The International Migrant Day reminds us that we are not alone in this struggle for dignity
Editorial: United By Immigrants
Ellis Island in NYC fue la puerta de entrada de unos 12 millones de inmigrantes.
Foto: Spencer Platt / Getty Images

Sixteen years ago, the United Nations (UN) marked December 18 as the International Migrant Day to remember those who died while searching for a better life, and also as a recognition to the migrants’ contributions to the societies that receive them.

Today this date has a special significance for immigrants in the United States. In our country, the challenge those communities face have changed drastically with the electoral triumph of Donald Trump.

There are no more talks about what a fair immigration reform would like, but about how to prevent the deportation of millions of people. The debate to extend protection from deportation for undocumented parents of native children led to discussions about how to stop the deportation of Dreamers who are recipients of the DACA presidential order. And for Muslims, both immigrants and U.S.-born, to the threat of discrimination now is added the possibility that, because of their religion, they might be included in a government registry.

This is a real threat that requires action. Numerous local governments have already vowed to defend its residents who, although without papers, are a valuable part of their city. The states hosting a significant amount of immigrants know about their work ethic, responsibility and honesty.

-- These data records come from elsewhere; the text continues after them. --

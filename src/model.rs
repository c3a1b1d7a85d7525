//! # Data Model
//!
//! Buckets, their compact cache indices, and the wire handles that stand in for
//! a full bucket on high-cardinality records.

use crate::mapfile::MapKey;
use serde::{Deserialize, Serialize};
use std::fmt;
use xxhash_rust::xxh3::xxh3_64;

/// Cache indices are confined to 31 bits so they stay non-negative when carried
/// by producers that only have signed 32-bit integers.
pub const CACHE_INDEX_MASK: u32 = 0x7fff_ffff;

/// Compact, content-derived identifier for a bucket definition.
#[derive(Debug, Clone, Copy, PartialEq, Eq, Hash, PartialOrd, Ord, Serialize, Deserialize)]
pub struct CacheIndex(pub u32);

impl CacheIndex {
    /// Derive the index from the bucket's identifying content. The same name
    /// yields the same index in every process and every run.
    pub fn for_name(name: &str) -> Self {
        Self(xxh3_64(name.as_bytes()) as u32 & CACHE_INDEX_MASK)
    }
}

impl fmt::Display for CacheIndex {
    fn fmt(&self, f: &mut fmt::Formatter<'_>) -> fmt::Result {
        write!(f, "B{}", self.0)
    }
}

impl MapKey for CacheIndex {
    fn to_key_bytes(&self) -> Vec<u8> {
        self.0.to_key_bytes()
    }

    fn from_key_bytes(bytes: &[u8]) -> Option<Self> {
        u32::from_key_bytes(bytes).map(CacheIndex)
    }
}

/// Hash over a bucket's name and value.
pub fn content_hash(name: &str, value: Option<&str>) -> u64 {
    let value = value.unwrap_or("");
    let mut buf = Vec::with_capacity(name.len() + 1 + value.len());
    buf.extend_from_slice(name.as_bytes());
    buf.push(0);
    buf.extend_from_slice(value.as_bytes());
    xxh3_64(&buf)
}

/// The persisted part of a bucket. The transient value is never stored.
#[derive(Debug, Clone, PartialEq, Eq, Serialize, Deserialize)]
pub struct BucketDefinition {
    pub cache_index: CacheIndex,
    pub name: String,
    pub content_hash: u64,
}

impl BucketDefinition {
    pub fn new(name: impl Into<String>) -> Self {
        let name = name.into();
        Self {
            cache_index: CacheIndex::for_name(&name),
            content_hash: content_hash(&name, None),
            name,
        }
    }
}

/// A named classification unit plus the value it carries for one use.
///
/// `value` can only change through [`Bucket::set_value`] or
/// [`Bucket::with_value`], both of which recompute the content hash.
#[derive(Debug, Clone, PartialEq, Eq)]
pub struct Bucket {
    cache_index: CacheIndex,
    name: String,
    value: Option<String>,
    content_hash: u64,
}

impl Bucket {
    pub fn new(name: impl Into<String>) -> Self {
        Self::from_definition(&BucketDefinition::new(name))
    }

    /// Build a bucket carrying `value` from a stored definition.
    pub fn from_definition(definition: &BucketDefinition) -> Self {
        Self {
            cache_index: definition.cache_index,
            name: definition.name.clone(),
            value: None,
            content_hash: content_hash(&definition.name, None),
        }
    }

    pub fn with_value(mut self, value: impl Into<String>) -> Self {
        self.set_value(value);
        self
    }

    pub fn set_value(&mut self, value: impl Into<String>) {
        self.value = Some(value.into());
        self.content_hash = content_hash(&self.name, self.value.as_deref());
    }

    pub fn cache_index(&self) -> CacheIndex {
        self.cache_index
    }

    pub fn name(&self) -> &str {
        &self.name
    }

    pub fn value(&self) -> Option<&str> {
        self.value.as_deref()
    }

    pub fn content_hash(&self) -> u64 {
        self.content_hash
    }

    pub fn definition(&self) -> BucketDefinition {
        BucketDefinition {
            cache_index: self.cache_index,
            name: self.name.clone(),
            content_hash: content_hash(&self.name, None),
        }
    }

    /// Strip the bucket down to the handle producers attach to records.
    pub fn to_reference(&self) -> BucketReference {
        BucketReference {
            cache_index: self.cache_index,
            value: self.value.clone().unwrap_or_default(),
        }
    }
}

impl fmt::Display for Bucket {
    fn fmt(&self, f: &mut fmt::Formatter<'_>) -> fmt::Result {
        match &self.value {
            Some(value) => write!(f, "{}({}={})", self.cache_index, self.name, value),
            None => write!(f, "{}({})", self.cache_index, self.name),
        }
    }
}

/// Wire-cheap stand-in for a full bucket: the cache index plus the value.
#[derive(Debug, Clone, PartialEq, Eq, Hash, PartialOrd, Ord, Serialize, Deserialize)]
pub struct BucketReference {
    pub cache_index: CacheIndex,
    pub value: String,
}

impl BucketReference {
    pub fn new(cache_index: CacheIndex, value: impl Into<String>) -> Self {
        Self {
            cache_index,
            value: value.into(),
        }
    }
}

impl fmt::Display for BucketReference {
    fn fmt(&self, f: &mut fmt::Formatter<'_>) -> fmt::Result {
        write!(f, "{}={}", self.cache_index, self.value)
    }
}
//! # Bitmap Aggregation
//!
//! Merges every bit-position fragment that shares an aggregation key into one
//! canonical bitmap, then names the result for the table store.
//!
//! ```text
//!   AwaitGroup ──begin──▶ Accumulate ──flush──▶ AwaitGroup
//!                          │     ▲
//!                          └─────┘ accumulate
//! ```
//!
//! Fragments arrive unordered and may repeat positions. Positions are collected
//! into an ordered set and only then set into the bitmap, strictly ascending,
//! so the output bytes are identical regardless of arrival order.

use crate::error::{BucketmapError, Result};
use crate::lookup::IndexLookup;
use crate::model::BucketReference;
use roaring::RoaringBitmap;
use serde::{Deserialize, Serialize};
use std::collections::BTreeSet;
use std::fmt;
use tracing::debug;

/// Visibility label attached to every stored cell.
#[derive(Debug, Clone, PartialEq, Eq, Hash, PartialOrd, Ord, Serialize, Deserialize)]
pub struct Visibility(pub String);

impl Visibility {
    pub fn as_str(&self) -> &str {
        &self.0
    }
}

impl From<&str> for Visibility {
    fn from(label: &str) -> Self {
        Self(label.to_string())
    }
}

impl fmt::Display for Visibility {
    fn fmt(&self, f: &mut fmt::Formatter<'_>) -> fmt::Result {
        f.write_str(&self.0)
    }
}

/// Grouping granularity: fragments merge iff all six fields are equal.
#[derive(Debug, Clone, PartialEq, Eq, Hash, PartialOrd, Ord, Serialize, Deserialize)]
pub struct AggregationKey {
    pub bin_number: i32,
    pub datasource_index: u32,
    pub bucket_name: String,
    pub bucket_value: String,
    pub salt: i32,
    pub visibility: Visibility,
}

impl fmt::Display for AggregationKey {
    fn fmt(&self, f: &mut fmt::Formatter<'_>) -> fmt::Result {
        write!(
            f,
            "bin={} ds={} {}={} salt={} vis={}",
            self.bin_number,
            self.datasource_index,
            self.bucket_name,
            self.bucket_value,
            self.salt,
            self.visibility
        )
    }
}

/// Producer-side key. Carries a [`BucketReference`] in place of the bucket
/// name; the registry turns it into an [`AggregationKey`].
#[derive(Debug, Clone, PartialEq, Eq, Hash, PartialOrd, Ord, Serialize, Deserialize)]
pub struct FragmentKey {
    pub bin_number: i32,
    pub datasource_index: u32,
    pub bucket: BucketReference,
    pub salt: i32,
    pub visibility: Visibility,
}

impl FragmentKey {
    pub fn to_aggregation_key(&self, bucket_name: &str) -> AggregationKey {
        AggregationKey {
            bin_number: self.bin_number,
            datasource_index: self.datasource_index,
            bucket_name: bucket_name.to_string(),
            bucket_value: self.bucket.value.clone(),
            salt: self.salt,
            visibility: self.visibility.clone(),
        }
    }
}

impl fmt::Display for FragmentKey {
    fn fmt(&self, f: &mut fmt::Formatter<'_>) -> fmt::Result {
        write!(
            f,
            "bin={} ds={} {} salt={} vis={}",
            self.bin_number, self.datasource_index, self.bucket, self.salt, self.visibility
        )
    }
}

/// Unordered bit positions produced by one worker for one key.
#[derive(Debug, Clone, Default, PartialEq, Eq, Serialize, Deserialize)]
pub struct BitFragment {
    pub positions: Vec<u32>,
}

impl From<Vec<u32>> for BitFragment {
    fn from(positions: Vec<u32>) -> Self {
        Self { positions }
    }
}

impl FromIterator<u32> for BitFragment {
    fn from_iter<I: IntoIterator<Item = u32>>(iter: I) -> Self {
        Self {
            positions: iter.into_iter().collect(),
        }
    }
}

/// One output cell for the table store.
#[derive(Debug, Clone, PartialEq, Eq)]
pub struct TableEntry {
    /// `{bin}:{datasource}:{bucket_name}`
    pub storage_key: String,
    pub bucket_value: String,
    /// Decimal salt.
    pub salt: String,
    pub visibility: Visibility,
    /// Portable roaring serialization.
    pub bitmap: Vec<u8>,
}

impl TableEntry {
    pub fn decode_bitmap(&self) -> Result<RoaringBitmap> {
        RoaringBitmap::deserialize_from(&self.bitmap[..])
            .map_err(|e| BucketmapError::Codec(e.to_string()))
    }
}

pub fn storage_key(bin_number: i32, datasource: &str, bucket_name: &str) -> String {
    format!("{bin_number}:{datasource}:{bucket_name}")
}

#[derive(Debug)]
enum AggregatorState {
    AwaitGroup,
    Accumulate {
        key: AggregationKey,
        bits: BTreeSet<u32>,
    },
}

#[derive(Debug, Clone, Copy, Default, PartialEq, Eq)]
pub struct AggregatorStats {
    pub groups_flushed: u64,
    pub groups_failed: u64,
    pub bits_set: u64,
}

/// Per-worker aggregator. Processes one group at a time.
#[derive(Debug)]
pub struct BitmapAggregator<L> {
    datasources: L,
    state: AggregatorState,
    stats: AggregatorStats,
}

impl<L: IndexLookup> BitmapAggregator<L> {
    pub fn new(datasources: L) -> Self {
        Self {
            datasources,
            state: AggregatorState::AwaitGroup,
            stats: AggregatorStats::default(),
        }
    }

    pub fn is_accumulating(&self) -> bool {
        matches!(self.state, AggregatorState::Accumulate { .. })
    }

    pub fn stats(&self) -> AggregatorStats {
        self.stats
    }

    pub fn begin(&mut self, key: AggregationKey) -> Result<()> {
        if let AggregatorState::Accumulate { key: open, .. } = &self.state {
            return Err(BucketmapError::Schema(format!(
                "cannot begin group {key} while group {open} is open"
            )));
        }
        self.state = AggregatorState::Accumulate {
            key,
            bits: BTreeSet::new(),
        };
        Ok(())
    }

    pub fn accumulate(&mut self, fragment: &BitFragment) -> Result<()> {
        match &mut self.state {
            AggregatorState::Accumulate { bits, .. } => {
                bits.extend(fragment.positions.iter().copied());
                Ok(())
            }
            AggregatorState::AwaitGroup => Err(BucketmapError::Schema(
                "fragment delivered with no open group".to_string(),
            )),
        }
    }

    /// Close the open group and produce its single output entry. On failure
    /// nothing is emitted; either way the aggregator is ready for the next
    /// group.
    pub fn flush(&mut self) -> Result<TableEntry> {
        let (key, bits) = match std::mem::replace(&mut self.state, AggregatorState::AwaitGroup) {
            AggregatorState::Accumulate { key, bits } => (key, bits),
            AggregatorState::AwaitGroup => {
                return Err(BucketmapError::Schema("flush with no open group".to_string()))
            }
        };
        match self.build_entry(&key, &bits) {
            Ok(entry) => {
                self.stats.groups_flushed += 1;
                self.stats.bits_set += bits.len() as u64;
                debug!(key = %key, bits = bits.len(), bytes = entry.bitmap.len(), "group flushed");
                Ok(entry)
            }
            Err(e) => {
                self.stats.groups_failed += 1;
                Err(e)
            }
        }
    }

    /// Drop a partially accumulated group without emitting anything.
    pub fn discard(&mut self) -> Option<AggregationKey> {
        match std::mem::replace(&mut self.state, AggregatorState::AwaitGroup) {
            AggregatorState::Accumulate { key, .. } => Some(key),
            AggregatorState::AwaitGroup => None,
        }
    }

    /// Run one full group through the state machine.
    pub fn aggregate<'a, I>(&mut self, key: AggregationKey, fragments: I) -> Result<TableEntry>
    where
        I: IntoIterator<Item = &'a BitFragment>,
    {
        self.begin(key)?;
        for fragment in fragments {
            self.accumulate(fragment)?;
        }
        self.flush()
    }

    fn build_entry(&self, key: &AggregationKey, bits: &BTreeSet<u32>) -> Result<TableEntry> {
        let datasource = self
            .datasources
            .get_item(key.datasource_index)
            .map_err(|e| BucketmapError::Resolution {
                key: key.to_string(),
                reason: e.to_string(),
            })?;

        let bitmap = RoaringBitmap::from_sorted_iter(bits.iter().copied()).map_err(|e| {
            BucketmapError::Schema(format!(
                "bit positions not ascending after {} values",
                e.valid_until()
            ))
        })?;
        let mut bytes = Vec::with_capacity(bitmap.serialized_size());
        bitmap
            .serialize_into(&mut bytes)
            .map_err(|e| BucketmapError::Codec(e.to_string()))?;

        Ok(TableEntry {
            storage_key: storage_key(key.bin_number, datasource, &key.bucket_name),
            bucket_value: key.bucket_value.clone(),
            salt: key.salt.to_string(),
            visibility: key.visibility.clone(),
            bitmap: bytes,
        })
    }
}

This Sunday 18, both in Los Angeles and New York, there will be rallies and meetings demanding respect for immigrant communities and against policies that feed hatred and resentment. This is one of many opportunities to show opposition to deportations and reaffirm that this is a nation that keeps being built by immigrants.

The situation of our community is part of a global phenomenon.

There are more than 244 million immigrants in the world, 20 million of them refugees. Thousands embark every day on a risky journey to escape poverty or threats. Many of them die, like the close to 4,000 deaths in the Mediterranean sea only this year. This, while trying to reach a developed country that needs young labor and yet will exploit them and demonize them politically.

The International Migrant Day reminds us that we are not alone in this struggle for dignity. And also that, in a nation as diverse as ours, you only need to look around to see that no race or religion can divide immigrants when they are united by the desire for improvement and to attain respect for them and their families.